Hrod LINH 6 - 6e Lettre de l’avent-suite

6 - 6e Lettre de l’avent-suite

Je sais que je t’ai bassinée avec Mayliss depuis des années entières, que si elle ne s’était pas mise en couple avec Tim à la fin du master, quand on venait de se rencontrer j’aurais tenté une approche. Qu’elle me plaisait. Qu’elle me hantait vraiment, comme un désir indomptable. Qu’au-delà d’un manque, sa présence me complétait. L’envie que j’avais d’être avec elle en permanence… mais à présent… À présent Linh occupe mes pensées, et je me rends compte avec dégoût que pendant tout ce temps, ce que j’avais souhaité équivalait forcément à la traversée d’une épreuve pour elle, que jamais je n’aurais voulu lui voir infligée.


Contradiction quand tu nous tiens…


Ma perte d’intérêt subite pour Mayliss s’explique bien sûr par mon bonheur dans ma nouvelle relation, et mon affection qui se porte vers quelqu’un d’autre. Mais je ne peux m’empêcher de trouver étrange que la fille de mes rêves de ces quatre dernières années ait subitement quitté mes pensées.

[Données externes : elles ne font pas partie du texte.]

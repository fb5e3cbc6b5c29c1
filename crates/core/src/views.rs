#![forbid(unsafe_code)]

//! Response shapes. `short` carries the fields a client may edit; `long`
//! carries every declared field including audit metadata.

use crate::ids::{IssueId, ProjectId, UserId};
use crate::model::{AssignedProject, Issue, IssuePriority, IssueStatus, Project, User};
use serde::{Deserialize, Serialize};
use serde_json::Value;
use time::Date;

pub trait Projection {
    type Short: Serialize;
    type Long: Serialize;

    fn short(&self) -> Self::Short;
    fn long(&self) -> Self::Long;
}

#[derive(Clone, Debug, PartialEq, Serialize, Deserialize)]
pub struct ProjectShort {
    pub project_id: ProjectId,
    pub project_name: String,
    pub target_end_date: Date,
    pub actual_end_date: Option<Date>,
    pub label: Option<Value>,
}

#[derive(Clone, Debug, PartialEq, Serialize, Deserialize)]
pub struct ProjectLong {
    pub project_id: ProjectId,
    pub project_name: String,
    pub target_end_date: Date,
    pub actual_end_date: Option<Date>,
    pub label: Option<Value>,
    pub created_on: Date,
    pub created_by: UserId,
    pub modified_on: Option<Date>,
    pub modified_by: Option<UserId>,
}

impl Projection for Project {
    type Short = ProjectShort;
    type Long = ProjectLong;

    fn short(&self) -> ProjectShort {
        ProjectShort {
            project_id: self.project_id,
            project_name: self.project_name.clone(),
            target_end_date: self.target_end_date,
            actual_end_date: self.actual_end_date,
            label: self.label.clone(),
        }
    }

    fn long(&self) -> ProjectLong {
        ProjectLong {
            project_id: self.project_id,
            project_name: self.project_name.clone(),
            target_end_date: self.target_end_date,
            actual_end_date: self.actual_end_date,
            label: self.label.clone(),
            created_on: self.created_on,
            created_by: self.created_by,
            modified_on: self.modified_on,
            modified_by: self.modified_by,
        }
    }
}

#[derive(Clone, Debug, PartialEq, Eq, Serialize, Deserialize)]
pub struct UserShort {
    pub user_id: UserId,
    pub user_name: String,
}

#[derive(Clone, Debug, PartialEq, Eq, Serialize, Deserialize)]
pub struct UserLong {
    pub user_id: UserId,
    pub user_name: String,
    pub username: String,
    pub created_on: Date,
}

impl Projection for User {
    type Short = UserShort;
    type Long = UserLong;

    fn short(&self) -> UserShort {
        UserShort {
            user_id: self.user_id,
            user_name: self.user_name.clone(),
        }
    }

    fn long(&self) -> UserLong {
        UserLong {
            user_id: self.user_id,
            user_name: self.user_name.clone(),
            username: self.username.clone(),
            created_on: self.created_on,
        }
    }
}

/// Every assignment field is editable, so both projections share this shape.
#[derive(Clone, Debug, PartialEq, Eq, Serialize, Deserialize)]
pub struct AssignmentView {
    pub user_id: UserId,
    pub project_id: ProjectId,
    pub user_role: String,
}

impl Projection for AssignedProject {
    type Short = AssignmentView;
    type Long = AssignmentView;

    fn short(&self) -> AssignmentView {
        self.long()
    }

    fn long(&self) -> AssignmentView {
        AssignmentView {
            user_id: self.user_id,
            project_id: self.project_id,
            user_role: self.user_role.clone(),
        }
    }
}

#[derive(Clone, Debug, PartialEq, Eq, Serialize, Deserialize)]
pub struct IssueShort {
    pub issue_id: IssueId,
    pub issue_summary: String,
    pub issue_description: Option<String>,
    pub assigned_to: Option<UserId>,
    pub status: IssueStatus,
    pub label: Option<String>,
    pub priority: IssuePriority,
    pub target_resolution_date: Option<Date>,
    pub actual_resolution_date: Option<Date>,
    pub progress: Option<String>,
    pub resolution_summary: Option<String>,
    pub project: ProjectId,
}

#[derive(Clone, Debug, PartialEq, Eq, Serialize, Deserialize)]
pub struct IssueLong {
    pub issue_id: IssueId,
    pub issue_summary: String,
    pub issue_description: Option<String>,
    pub assigned_to: Option<UserId>,
    pub status: IssueStatus,
    pub label: Option<String>,
    pub priority: IssuePriority,
    pub target_resolution_date: Option<Date>,
    pub actual_resolution_date: Option<Date>,
    pub progress: Option<String>,
    pub resolution_summary: Option<String>,
    pub created_on: Date,
    pub created_by: UserId,
    pub last_modification_on: Date,
    pub last_modification_by: UserId,
    pub project: ProjectId,
}

impl Projection for Issue {
    type Short = IssueShort;
    type Long = IssueLong;

    fn short(&self) -> IssueShort {
        IssueShort {
            issue_id: self.issue_id,
            issue_summary: self.issue_summary.clone(),
            issue_description: self.issue_description.clone(),
            assigned_to: self.assigned_to,
            status: self.status,
            label: self.label.clone(),
            priority: self.priority,
            target_resolution_date: self.target_resolution_date,
            actual_resolution_date: self.actual_resolution_date,
            progress: self.progress.clone(),
            resolution_summary: self.resolution_summary.clone(),
            project: self.project,
        }
    }

    fn long(&self) -> IssueLong {
        IssueLong {
            issue_id: self.issue_id,
            issue_summary: self.issue_summary.clone(),
            issue_description: self.issue_description.clone(),
            assigned_to: self.assigned_to,
            status: self.status,
            label: self.label.clone(),
            priority: self.priority,
            target_resolution_date: self.target_resolution_date,
            actual_resolution_date: self.actual_resolution_date,
            progress: self.progress.clone(),
            resolution_summary: self.resolution_summary.clone(),
            created_on: self.created_on,
            created_by: self.created_by,
            last_modification_on: self.last_modification_on,
            last_modification_by: self.last_modification_by,
            project: self.project,
        }
    }
}
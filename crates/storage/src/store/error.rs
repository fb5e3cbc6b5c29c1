#![forbid(unsafe_code)]

use rusqlite::ErrorCode;
use thiserror::Error;
use tk_core::ValidationError;

#[derive(Debug, Error)]
pub enum StoreError {
    #[error("io: {0}")]
    Io(#[from] std::io::Error),
    #[error("sqlite: {0}")]
    Sql(rusqlite::Error),
    #[error("json: {0}")]
    Json(#[from] serde_json::Error),
    #[error("validation failed: {0}")]
    Validation(#[from] ValidationError),
    #[error("constraint violation: {0}")]
    ConstraintViolation(String),
    #[error("{entity} {id} not found")]
    NotFound { entity: &'static str, id: String },
    #[error("transaction failure: {0}")]
    TransactionFailure(rusqlite::Error),
    #[error("invalid input: {0}")]
    InvalidInput(&'static str),
    #[error("config: {0}")]
    Config(String),
}

impl StoreError {
    pub fn code(&self) -> &'static str {
        match self {
            Self::Io(_) => "IO_ERROR",
            Self::Sql(_) => "SQLITE_ERROR",
            Self::Json(_) => "JSON_ERROR",
            Self::Validation(_) => "VALIDATION_ERROR",
            Self::ConstraintViolation(_) => "CONSTRAINT_VIOLATION",
            Self::NotFound { .. } => "NOT_FOUND",
            Self::TransactionFailure(_) => "TRANSACTION_FAILURE",
            Self::InvalidInput(message) if message.starts_with("RESET_REQUIRED") => {
                "RESET_REQUIRED"
            }
            Self::InvalidInput(_) => "INVALID_INPUT",
            Self::Config(_) => "CONFIG_ERROR",
        }
    }

    /// The whole unit of work may succeed if attempted again.
    pub fn is_retryable(&self) -> bool {
        matches!(self, Self::TransactionFailure(_))
    }

    pub(crate) fn not_found(entity: &'static str, id: impl ToString) -> Self {
        Self::NotFound {
            entity,
            id: id.to_string(),
        }
    }
}

impl From<rusqlite::Error> for StoreError {
    fn from(value: rusqlite::Error) -> Self {
        let code = match &value {
            rusqlite::Error::SqliteFailure(failure, _) => Some(failure.code),
            _ => None,
        };
        match code {
            Some(ErrorCode::ConstraintViolation) => Self::ConstraintViolation(value.to_string()),
            Some(ErrorCode::DatabaseBusy | ErrorCode::DatabaseLocked) => {
                Self::TransactionFailure(value)
            }
            _ => Self::Sql(value),
        }
    }
}
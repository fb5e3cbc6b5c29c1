#![forbid(unsafe_code)]

use super::Audit;
use crate::ValidationError;
use crate::error::{non_blank, required, required_text};
use crate::ids::{IssueId, ProjectId, UserId};
use serde::{Deserialize, Serialize};
use std::str::FromStr;
use time::Date;

#[derive(Clone, Copy, Debug, PartialEq, Eq, Hash, Serialize, Deserialize)]
#[serde(rename_all = "snake_case")]
pub enum IssueStatus {
    Open,
    InProgress,
    Resolved,
    Closed,
}

impl IssueStatus {
    pub const ALL: [IssueStatus; 4] = [
        IssueStatus::Open,
        IssueStatus::InProgress,
        IssueStatus::Resolved,
        IssueStatus::Closed,
    ];

    pub fn as_str(self) -> &'static str {
        match self {
            IssueStatus::Open => "open",
            IssueStatus::InProgress => "in_progress",
            IssueStatus::Resolved => "resolved",
            IssueStatus::Closed => "closed",
        }
    }
}

impl FromStr for IssueStatus {
    type Err = ValidationError;

    fn from_str(value: &str) -> Result<Self, Self::Err> {
        let value = value.trim();
        Self::ALL
            .into_iter()
            .find(|status| status.as_str() == value)
            .ok_or_else(|| ValidationError::InvalidValue {
                field: "status",
                value: value.to_string(),
            })
    }
}

#[derive(Clone, Copy, Debug, PartialEq, Eq, Hash, Serialize, Deserialize)]
#[serde(rename_all = "snake_case")]
pub enum IssuePriority {
    Low,
    Medium,
    High,
    Critical,
}

impl IssuePriority {
    pub const ALL: [IssuePriority; 4] = [
        IssuePriority::Low,
        IssuePriority::Medium,
        IssuePriority::High,
        IssuePriority::Critical,
    ];

    pub fn as_str(self) -> &'static str {
        match self {
            IssuePriority::Low => "low",
            IssuePriority::Medium => "medium",
            IssuePriority::High => "high",
            IssuePriority::Critical => "critical",
        }
    }
}

impl FromStr for IssuePriority {
    type Err = ValidationError;

    fn from_str(value: &str) -> Result<Self, Self::Err> {
        let value = value.trim();
        Self::ALL
            .into_iter()
            .find(|priority| priority.as_str() == value)
            .ok_or_else(|| ValidationError::InvalidValue {
                field: "priority",
                value: value.to_string(),
            })
    }
}

/// Issue fields whose edits are recorded in change history.
#[derive(Clone, Copy, Debug, PartialEq, Eq, Hash, Serialize, Deserialize)]
#[serde(rename_all = "snake_case")]
pub enum IssueField {
    IssueSummary,
    IssueDescription,
    AssignedTo,
    Status,
    Label,
    Priority,
    TargetResolutionDate,
    ActualResolutionDate,
    Progress,
    ResolutionSummary,
    Project,
}

impl IssueField {
    pub const TRACKED: [IssueField; 11] = [
        IssueField::IssueSummary,
        IssueField::IssueDescription,
        IssueField::AssignedTo,
        IssueField::Status,
        IssueField::Label,
        IssueField::Priority,
        IssueField::TargetResolutionDate,
        IssueField::ActualResolutionDate,
        IssueField::Progress,
        IssueField::ResolutionSummary,
        IssueField::Project,
    ];

    pub fn as_str(self) -> &'static str {
        match self {
            IssueField::IssueSummary => "issue_summary",
            IssueField::IssueDescription => "issue_description",
            IssueField::AssignedTo => "assigned_to",
            IssueField::Status => "status",
            IssueField::Label => "label",
            IssueField::Priority => "priority",
            IssueField::TargetResolutionDate => "target_resolution_date",
            IssueField::ActualResolutionDate => "actual_resolution_date",
            IssueField::Progress => "progress",
            IssueField::ResolutionSummary => "resolution_summary",
            IssueField::Project => "project",
        }
    }
}

impl FromStr for IssueField {
    type Err = ValidationError;

    fn from_str(value: &str) -> Result<Self, Self::Err> {
        Self::TRACKED
            .into_iter()
            .find(|field| field.as_str() == value)
            .ok_or_else(|| ValidationError::InvalidValue {
                field: "changed_field",
                value: value.to_string(),
            })
    }
}

impl std::fmt::Display for IssueField {
    fn fmt(&self, f: &mut std::fmt::Formatter<'_>) -> std::fmt::Result {
        f.write_str(self.as_str())
    }
}

#[derive(Clone, Debug, PartialEq, Eq)]
pub struct Issue {
    pub issue_id: IssueId,
    pub issue_summary: String,
    pub issue_description: Option<String>,
    pub assigned_to: Option<UserId>,
    pub status: IssueStatus,
    pub label: Option<String>,
    pub priority: IssuePriority,
    pub target_resolution_date: Option<Date>,
    pub actual_resolution_date: Option<Date>,
    pub progress: Option<String>,
    pub resolution_summary: Option<String>,
    pub created_on: Date,
    pub created_by: UserId,
    pub last_modification_on: Date,
    pub last_modification_by: UserId,
    pub project: ProjectId,
}

/// One tracked field that differs between two versions of an issue.
/// Values are rendered as text; `None` means the field was empty.
#[derive(Clone, Debug, PartialEq, Eq)]
pub struct FieldChange {
    pub field: IssueField,
    pub old_value: Option<String>,
    pub new_value: Option<String>,
}

impl Issue {
    pub fn validate(&self) -> Result<(), ValidationError> {
        non_blank("issue_summary", &self.issue_summary)?;
        Ok(())
    }

    pub fn field_value(&self, field: IssueField) -> Option<String> {
        match field {
            IssueField::IssueSummary => Some(self.issue_summary.clone()),
            IssueField::IssueDescription => self.issue_description.clone(),
            IssueField::AssignedTo => self.assigned_to.map(|id| id.to_string()),
            IssueField::Status => Some(self.status.as_str().to_string()),
            IssueField::Label => self.label.clone(),
            IssueField::Priority => Some(self.priority.as_str().to_string()),
            IssueField::TargetResolutionDate => {
                self.target_resolution_date.map(|date| date.to_string())
            }
            IssueField::ActualResolutionDate => {
                self.actual_resolution_date.map(|date| date.to_string())
            }
            IssueField::Progress => self.progress.clone(),
            IssueField::ResolutionSummary => self.resolution_summary.clone(),
            IssueField::Project => Some(self.project.to_string()),
        }
    }

    /// Tracked fields that differ from `self` to `next`, in declaration order.
    pub fn diff(&self, next: &Issue) -> Vec<FieldChange> {
        IssueField::TRACKED
            .into_iter()
            .filter_map(|field| {
                let old_value = self.field_value(field);
                let new_value = next.field_value(field);
                (old_value != new_value).then_some(FieldChange {
                    field,
                    old_value,
                    new_value,
                })
            })
            .collect()
    }

    /// Copy of `next` that keeps this issue's identity and creation stamp and
    /// takes the modification stamp from `audit`.
    pub fn revised(&self, next: &Issue, audit: &Audit) -> Issue {
        Issue {
            issue_id: self.issue_id,
            created_on: self.created_on,
            created_by: self.created_by,
            last_modification_on: audit.date(),
            last_modification_by: audit.actor,
            ..next.clone()
        }
    }
}

#[derive(Clone, Debug, Default, PartialEq, Eq, Serialize, Deserialize)]
#[serde(default)]
pub struct IssueDraft {
    pub issue_id: Option<IssueId>,
    pub issue_summary: Option<String>,
    pub issue_description: Option<String>,
    pub assigned_to: Option<UserId>,
    pub status: Option<String>,
    pub label: Option<String>,
    pub priority: Option<String>,
    pub target_resolution_date: Option<Date>,
    pub actual_resolution_date: Option<Date>,
    pub progress: Option<String>,
    pub resolution_summary: Option<String>,
    pub project: Option<ProjectId>,
}

impl IssueDraft {
    pub fn new(
        project: ProjectId,
        issue_summary: impl Into<String>,
        status: IssueStatus,
        priority: IssuePriority,
    ) -> Self {
        Self {
            project: Some(project),
            issue_summary: Some(issue_summary.into()),
            status: Some(status.as_str().to_string()),
            priority: Some(priority.as_str().to_string()),
            ..Self::default()
        }
    }

    pub fn build(self, issue_id: IssueId, audit: &Audit) -> Result<Issue, ValidationError> {
        let issue_summary = required_text("issue_summary", self.issue_summary)?;
        let status = required("status", self.status)?.parse::<IssueStatus>()?;
        let priority = required("priority", self.priority)?.parse::<IssuePriority>()?;
        let project = required("project", self.project)?;
        Ok(Issue {
            issue_id,
            issue_summary,
            issue_description: self.issue_description,
            assigned_to: self.assigned_to,
            status,
            label: self.label,
            priority,
            target_resolution_date: self.target_resolution_date,
            actual_resolution_date: self.actual_resolution_date,
            progress: self.progress,
            resolution_summary: self.resolution_summary,
            created_on: audit.date(),
            created_by: audit.actor,
            last_modification_on: audit.date(),
            last_modification_by: audit.actor,
            project,
        })
    }
}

La revoir ce soir-là et me retrouver avec elle sur le banc, l’un contre l’autre, sans aucun sous-entendu dans nos contacts… j’étais troublé. J’ai tenté tant bien que mal de la réconforter, lui prédisant que ça s’arrangerait avec Tim. Après tout, je le connais – et il n’est pas du genre à s’autodétruire sans raison. S’il se renferme, peut-être qu’une cause qu’elle ignore justifie son comportement passager. Qu’il n’avance pas dans son stage et son mémoire ? Pour la rassurer : j’ai essayé de lui trouver toutes les solutions possibles et logiques, comme un Bescherelle pour une faute d’orthographe.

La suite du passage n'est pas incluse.